I can’t think of any woman who enjoys a mammogram. I can’t think of any woman who enjoys thinking about or even talking about breast cancer. Those we know who have battled it, we often view silently as heroes, thinking, “I’d never want to go through that. I don’t know how she did it.” No, we don’t. Two of my coworkers have fought it and won. We wear pink, and we support breast cancer events, but it took this for me to realize it means more, when we think of those who don’t win.
For several years, my neighbor and her husband have waged the war against breast cancer. She’s about my age, which is what has hit me the hardest. She has two young children, entering the ages of adolescence, when Mom is so important. The other night, my mom said the woman is incredible pain, most of her body now filled with tumors.
Driving by their house each night on the way home from work, I can’t help but wonder, what would I do in her shoes? Fighting so hard for so long, through so much pain, the chemo, the hospitalizations, and always fighting. Could I do it?

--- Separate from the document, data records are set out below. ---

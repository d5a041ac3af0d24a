use clap::Parser;
use graphchat::adapters::health_handler::HealthHandler;
use graphchat::chat::domain::ChatPort;
use graphchat::chat::ChatHandler;
use graphchat::cli::Cli;
use graphchat::config::Settings;
use std::net::SocketAddr;
use std::sync::Arc;
use std::time::Duration;
use tracing::{info, warn};
use tracing_subscriber::EnvFilter;

#[tokio::main]
async fn main() -> anyhow::Result<()> {
    // Initialize tracing
    tracing_subscriber::fmt()
        .with_env_filter(EnvFilter::try_from_default_env().unwrap_or_else(|_| EnvFilter::new("info")))
        .init();

    // Load configuration
    let cli = Cli::parse();
    let settings = Settings::new_with_cli(&cli)?;
    let host = settings.server.host.clone();
    let port = settings.server.port;

    info!("Starting graphchat on {}:{} (domain: {})", host, port, settings.chat.domain);

    let handler = ChatHandler::from_settings(&settings)?;
    let health_handler = Arc::new(HealthHandler::new(Some(handler.graph_endpoint())));
    let chat: Arc<dyn ChatPort> = Arc::new(handler);

    // Drop idle sessions in the background
    let sweeper = chat.clone();
    let sweep_every = Duration::from_secs(settings.server.session_sweep_seconds);
    tokio::spawn(async move {
        let mut interval = tokio::time::interval(sweep_every);
        interval.tick().await;
        loop {
            interval.tick().await;
            if let Err(e) = sweeper.purge_expired().await {
                warn!("Session sweep failed: {}", e);
            }
        }
    });

    let app = graphchat::create_app(chat, health_handler);

    // Start server
    let addr: SocketAddr = format!("{}:{}", host, port).parse()?;
    info!("Listening on {}", addr);
    let listener = tokio::net::TcpListener::bind(addr).await?;
    axum::serve(listener, app).await?;

    Ok(())
}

There’s a great song by Twila Paris, “The Warrior Is a Child,” in which she sings, “people say that I’m amazing, strong beyond my years, but they don’t see inside of me, I’m hiding all the tears.” I’m not there, in that household, but it would have to be so hard to be mother and wife, two strong jobs as it is, and fight the cancer demons without a few gallons of tears, self-doubt, anger, and pain.
This is my second year as an Ambassador for the Susan G. Komen Foundation and the Komen Rally for the Cure breast cancer golf scramble, and fourth year as a volunteer for the event. Each year, we honor breast cancer survivors, play some golf, wear silly pink outfits, laugh, eat, and raise some money for the Komen Foundation, one of the leaders in cancer research. It’s meant to be a night of good fun and it is.
But when I drive back home that July night, tired, aching, and a car full of golf clubs, leftover prizes and a crumpled silly pink hat, I’ll pass that house, knowing there will possibly be a grieving husband, two motherless children, and the need to find a cure more urgent than ever. It means more.